Home / News / Urgent answers needed as cladding on hospital ‘likely’ to be unsafe

Urgent answers needed as cladding on hospital ‘likely’ to be unsafe

Unite, the UK and Ireland’s largest union, is demanding urgent answers after it was revealed this week that cladding on the unfinished Midland Metropolitan hospital is expected to be found to be unsafe.

The revelations have emerged 600 days after Carillion the principal contractor on the project went bust on 15 January 2018.

Unite is highly concerned that the concerns about the cladding have only just emerged. Similar concerns about the cladding on the Royal Liverpool hospitals emerged a year ago. Unite is further concerned that the cladding would have been installed after the tragic Grenfell fire on 14 June 2017.

If the hospital had become operational and the cladding had remained in place it would have placed both patients and staff at risk.

Unite regional officer Su Lowe, said: “The devil may care attitude of Carillion is beyond comprehension, apparently it was prepared to clad the Midland Metropolitan hospital in a dangerous material. Even after the tragic events of Grenfell it appears not to have thought it necessary to check, amend or remove the cladding on our new hospital.

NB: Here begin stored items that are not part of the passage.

//! Role of the signed-in staff member.

use serde::{Deserialize, Serialize};
use strum::{AsRefStr, Display, EnumIter, EnumString};

/// Staff role assigned at login.
///
/// The role is fixed for the lifetime of an authenticated session and decides
/// which views and action controls are available (see [`crate::policy`]).
#[derive(
    Debug,
    Clone,
    Copy,
    PartialEq,
    Eq,
    Hash,
    PartialOrd,
    Ord,
    Serialize,
    Deserialize,
    Display,
    EnumString,
    EnumIter,
    AsRefStr,
)]
#[serde(rename_all = "lowercase")]
#[strum(serialize_all = "lowercase", ascii_case_insensitive)]
pub enum Role {
    Admin,
    Doctor,
    Receptionist,
}

impl Role {
    /// Derives a role from a login identifier.
    ///
    /// Matching is a plain substring test on the identifier: `admin` wins over
    /// `doctor`, and anything else is treated as front-desk staff.
    pub fn from_identifier(identifier: &str) -> Self {
        if identifier.contains("admin") {
            Role::Admin
        } else if identifier.contains("doctor") {
            Role::Doctor
        } else {
            Role::Receptionist
        }
    }

    /// Capitalized name for greetings and captions.
    pub fn display_name(&self) -> &'static str {
        match self {
            Role::Admin => "Admin",
            Role::Doctor => "Doctor",
            Role::Receptionist => "Receptionist",
        }
    }
}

“Questions also need to be raised about why the cladding wasn’t checked earlier, today (6 September) marks 600 days since Carillion’s collapse. By now we should have had our desperately needed hospital fully operational but instead we are still discovering serious flaws with the project. There needs to be an urgent investigation about who knew about concerns about the cladding and when.

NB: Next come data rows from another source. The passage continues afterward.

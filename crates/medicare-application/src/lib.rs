//! Application layer for MediCare Pro.
//!
//! # Module Structure
//!
//! - `shell`: the controller owning session, router, queries and forms
//! - `screens`: pure renderers from shell state to [`screens::Frame`]
//! - `notification`: transient toast messages
//! - `bootstrap`: wiring onto the simulated infrastructure

pub mod bootstrap;
pub mod notification;
pub mod screens;
pub mod shell;

// Re-export public API
pub use bootstrap::AppBootstrap;
pub use notification::{Notification, Severity};
pub use shell::{Shell, ShellServices};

“If senior managers of Carillion were aware of the issue and they chose to do nothing about it then the question needs to be asked if they were intentionally endangering the public, whether the law has been broken and what further action should be taken.

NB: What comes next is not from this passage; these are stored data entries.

impl Shell {
    /// Creates a shell in the unauthenticated state.
    ///
    /// # Errors
    ///
    /// Returns a `Config` error if `policy` leaves some role without a
    /// dashboard or lists a view twice.
    pub fn new(services: ShellServices, policy: RolePolicy) -> Result<Self> {
        policy.validate()?;
        Ok(Self {
            services,
            policy,
            session: Session::new(),
            router: RouterState::new(),
            patient_query: PatientQuery::default(),
            appointment_query: AppointmentQuery::default(),
            patient_form: CreateForm::new(),
            appointment_form: CreateForm::new(),
            data: ScreenData::default(),
            notifications: Vec::new(),
        })
    }

    // ============================================================================
    // Accessors
    // ============================================================================

    pub fn session(&self) -> &Session {
        &self.session
    }

    pub fn router(&self) -> &RouterState {
        &self.router
    }

    pub fn policy(&self) -> &RolePolicy {
        &self.policy
    }

    pub fn patient_query(&self) -> &PatientQuery {
        &self.patient_query
    }

    pub fn appointment_query(&self) -> &AppointmentQuery {
        &self.appointment_query
    }

    pub fn patient_form(&self) -> &CreateForm<PatientDraft> {
        &self.patient_form
    }

    pub fn appointment_form(&self) -> &CreateForm<AppointmentDraft> {
        &self.appointment_form
    }

    pub fn today(&self) -> NaiveDate {
        self.services.clock.today()
    }

    /// Notifications raised since the last drain.
    pub fn notifications(&self) -> &[Notification] {
        &self.notifications
    }

    pub fn drain_notifications(&mut self) -> Vec<Notification> {
        std::mem::take(&mut self.notifications)
    }

    fn require_role(&self) -> Result<Role> {
        self.session.role().ok_or(MedicareError::NotAuthenticated)
    }

    // ============================================================================
    // Session
    // ============================================================================

    /// Logs in through the auth gateway.
    ///
    /// On success the session becomes authenticated, the router is reset to
    /// the dashboard and a welcome notification is raised.
    ///
    /// # Errors
    ///
    /// Returns `AlreadyAuthenticated` while a session is open, `InvalidCredentials`
    /// when email or password is empty, the gateway's error, or the error of
    /// loading the landing view. The session and router are left unchanged in
    /// every case.
    pub async fn login(&mut self, credentials: Credentials) -> Result<Role> {
        if let Err(err) = self.session.ensure_unauthenticated() {
            warn!("[Shell] Login rejected: {}", err);
            return Err(err);
        }

        let role = match self.authenticate(&credentials).await {
            Ok(role) => role,
            Err(err) => {
                warn!("[Shell] Login failed: {}", err);
                self.notifications.push(Notification::error(
                    "Login Failed",
                    "Please enter valid credentials.",
                ));
                return Err(err);
            }
        };

        self.session.authenticate_as(role)?;
        self.clear_workspace();
        let landing = self.policy.default_view(role);
        self.router.navigate(landing, None);

        if let Err(err) = self.refresh().await {
            warn!("[Shell] Could not load {} for {}: {}", landing, role, err);
            self.session.logout();
            self.clear_workspace();
            self.notifications.push(Notification::error(
                "Login Failed",
                "The dashboard could not be loaded. Please try again.",
            ));
            return Err(err);
        }

        info!("[Shell] Logged in as {}", role);
        self.notifications.push(Notification::success(
            "Login Successful",
            format!("Welcome to MediCare Pro, {}!", role),
        ));
        Ok(role)
    }

    async fn authenticate(&self, credentials: &Credentials) -> Result<Role> {
        credentials.validate()?;
        self.services.auth.authenticate(credentials).await
    }

    /// Returns to the login screen, discarding all view state.
    pub fn logout(&mut self) {
        if let Some(role) = self.session.role() {
            info!("[Shell] Logging out {}", role);
        }
        self.session.logout();
        self.clear_workspace();
    }

    fn clear_workspace(&mut self) {
        self.router.reset();
        self.patient_query = PatientQuery::default();
        self.appointment_query = AppointmentQuery::default();
        self.patient_form.reset();
        self.appointment_form.reset();
        self.data = ScreenData::default();
    }

    // ============================================================================
    // Navigation
    // ============================================================================

    /// Moves the router to `view`.
    ///
    /// # Arguments
    ///
    /// * `view` - Target view
    /// * `entity_id` - Entity to select; `None` keeps the current selection
    ///
    /// # Errors
    ///
    /// Returns `NotAuthenticated` without a session and `Forbidden` when the
    /// role policy does not allow the view. The router is unchanged on error.
    pub async fn navigate(&mut self, view: ViewId, entity_id: Option<u32>) -> Result<()> {
        let role = self.require_role()?;
        if !self.policy.is_allowed(role, view) {
            warn!("[Shell] {} may not open {}", role, view);
            return Err(MedicareError::Forbidden { role, view });
        }

        debug!("[Shell] Navigating to {} (entity: {:?})", view, entity_id);
        self.router.navigate(view, entity_id);
        self.refresh().await
    }

    /// Menu rows for the logged-in role; empty without a session.
    pub fn menu(&self) -> Vec<&MenuEntry> {
        match self.session.role() {
            Some(role) => self.policy.menu_for(role),
            None => Vec::new(),
        }
    }

    /// Carries out a control's intent.
    ///
    /// # Errors
    ///
    /// Propagates the error of the underlying operation. `Submit` outside a
    /// create view is an `Internal` error.
    pub async fn activate(&mut self, intent: Intent) -> Result<()> {
        match intent {
            Intent::Navigate(request) => self.navigate(request.view, request.entity_id).await,
            Intent::Perform { action, entity_id } => {
                let role = self.require_role()?;
                if !self.policy.can_perform(role, action) {
                    return Err(MedicareError::Forbidden {
                        role,
                        view: action.gate(),
                    });
                }
                info!("[Shell] {} requested on #{}", action, entity_id);
                Ok(())
            }
            Intent::Submit => match self.router.current_screen() {
                ViewId::PatientCreate => self.submit_patient().await.map(|_| ()),
                ViewId::AppointmentCreate => self.submit_appointment().await.map(|_| ()),
                other => Err(MedicareError::internal(format!(
                    "nothing to submit on {}",
                    other
                ))),
            },
            Intent::Logout => {
                self.logout();
                Ok(())
            }
        }
    }

    // ============================================================================
    // List queries
    // ============================================================================

    pub async fn set_patient_query(&mut self, query: PatientQuery) -> Result<()> {
        self.require_role()?;
        self.patient_query = query;
        self.refresh().await
    }

    pub async fn set_appointment_query(&mut self, query: AppointmentQuery) -> Result<()> {
        self.require_role()?;
        self.appointment_query = query;
        self.refresh().await
    }

    // ============================================================================
    // Create forms
    // ============================================================================

    pub fn set_patient_field(&mut self, name: &str, value: impl Into<String>) -> Result<()> {
        self.require_role()?;
        self.patient_form.set_field(name, value)
    }

    pub fn set_appointment_field(&mut self, name: &str, value: impl Into<String>) -> Result<()> {
        self.require_role()?;
        self.appointment_form.set_field(name, value)
    }

    /// Submits the "Add Patient" form.
    ///
    /// On success the draft is reset and the router moves to the patient
    /// list. On failure the form stays on screen with the error attached.
    pub async fn submit_patient(&mut self) -> Result<u32> {
        self.require_create_view(ViewId::PatientCreate)?;
        let draft = self.patient_form.draft().clone();
        let gateway = Arc::clone(&self.services.patient_gateway);

        match self.patient_form.submit(&*gateway).await {
            Ok(id) => {
                info!("[Shell] Patient #{} created", id);
                self.notifications.push(Notification::success(
                    "Patient Added Successfully",
                    format!(
                        "{} {} has been added to the system.",
                        draft.first_name, draft.last_name
                    ),
                ));
                self.router.navigate(ViewId::PatientList, None);
                self.refresh().await?;
                Ok(id)
            }
            Err(err) => Err(self.submission_error(err)),
        }
    }

    /// Submits the "Schedule Appointment" form.
    pub async fn submit_appointment(&mut self) -> Result<u32> {
        self.require_create_view(ViewId::AppointmentCreate)?;
        let draft = self.appointment_form.draft().clone();
        let gateway = Arc::clone(&self.services.appointment_gateway);

        match self.appointment_form.submit(&*gateway).await {
            Ok(id) => {
                info!("[Shell] Appointment #{} scheduled", id);
                let description = self.describe_appointment(&draft);
                self.notifications.push(Notification::success(
                    "Appointment Scheduled Successfully",
                    description,
                ));
                self.router.navigate(ViewId::AppointmentList, None);
                self.refresh().await?;
                Ok(id)
            }
            Err(err) => Err(self.submission_error(err)),
        }
    }

    fn require_create_view(&self, view: ViewId) -> Result<()> {
        let role = self.require_role()?;
        if !self.policy.is_allowed(role, view) {
            return Err(MedicareError::Forbidden { role, view });
        }
        Ok(())
    }

    fn submission_error(&mut self, err: MedicareError) -> MedicareError {
        warn!("[Shell] Submission rejected: {}", err);
        let title = match &err {
            MedicareError::Validation { .. } => "Missing Required Fields",
            MedicareError::SubmissionInFlight { .. } => "Submission In Progress",
            _ => "Submission Failed",
        };
        self.notifications
            .push(Notification::error(title, err.to_string()));
        err
    }

    /// "Appointment scheduled for <patient> with <doctor> on <date> at <time>."
    fn describe_appointment(&self, draft: &AppointmentDraft) -> String {
        let patient = self
            .data
            .patient_options
            .iter()
            .find(|p| p.id.to_string() == draft.patient_id)
            .map(|p| p.name.as_str())
            .unwrap_or(draft.patient_id.as_str());
        let doctor = self
            .data
            .doctors
            .iter()
            .find(|d| d.id.to_string() == draft.doctor_id)
            .map(|d| d.name.as_str())
            .unwrap_or(draft.doctor_id.as_str());

        format!(
            "Appointment scheduled for {} with {} on {} at {}.",
            patient, doctor, draft.appointment_date, draft.appointment_time
        )
    }

    // ============================================================================
    // Rendering
    // ============================================================================

    /// Reloads the records the current view shows.
    async fn refresh(&mut self) -> Result<()> {
        let today = self.today();
        let services = &self.services;

        match self.router.current_screen() {
            ViewId::Dashboard => {
                self.data.summary = services.directory.dashboard_summary().await?;
            }
            ViewId::PatientList => {
                self.data.patients = services.patients.query(&self.patient_query, today).await?;
            }
            ViewId::PatientDetail => {
                self.data.selected_patient = match self.router.detail_entity() {
                    Some(id) => services.patients.find_by_id(id).await?,
                    None => None,
                };
            }
            ViewId::AppointmentList => {
                self.data.appointments = services
                    .appointments
                    .query(&self.appointment_query, today)
                    .await?;
            }
            ViewId::AppointmentCreate => {
                self.data.patient_options = services.patients.list().await?;
                self.data.doctors = services.directory.doctors().await?;
            }
            ViewId::PatientCreate | ViewId::MedicalRecords => {}
        }
        Ok(())
    }

    /// Everything the front end needs to draw the current state.
    pub fn render(&self) -> Frame {
        let Some(role) = self.session.role() else {
            return Frame::Login {
                screen: screens::render_login(),
            };
        };

        let ctx = ScreenContext {
            role,
            router: &self.router,
            policy: &self.policy,
            data: &self.data,
            patient_query: &self.patient_query,
            appointment_query: &self.appointment_query,
            patient_form: &self.patient_form,
            appointment_form: &self.appointment_form,
            today: self.today(),
        };

        Frame::App {
            navigation: screens::navigation_bar(role, &self.router, &self.policy),
            screen: screens::render(&ctx),
        }
    }
}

“Given the troubled history of this project, which is now not likely to be finished until 2022, it is essential the NHS trust is entirely transparent, so that when it does finally open patients and staff have confidence that they have a world class safe hospital.”

About Elizabeth Jordan

Elizabeth Jordan
I'm the Assistant Editor on BMJ. If you have any product or people information, or some news you'd like to share, please feel free to email me.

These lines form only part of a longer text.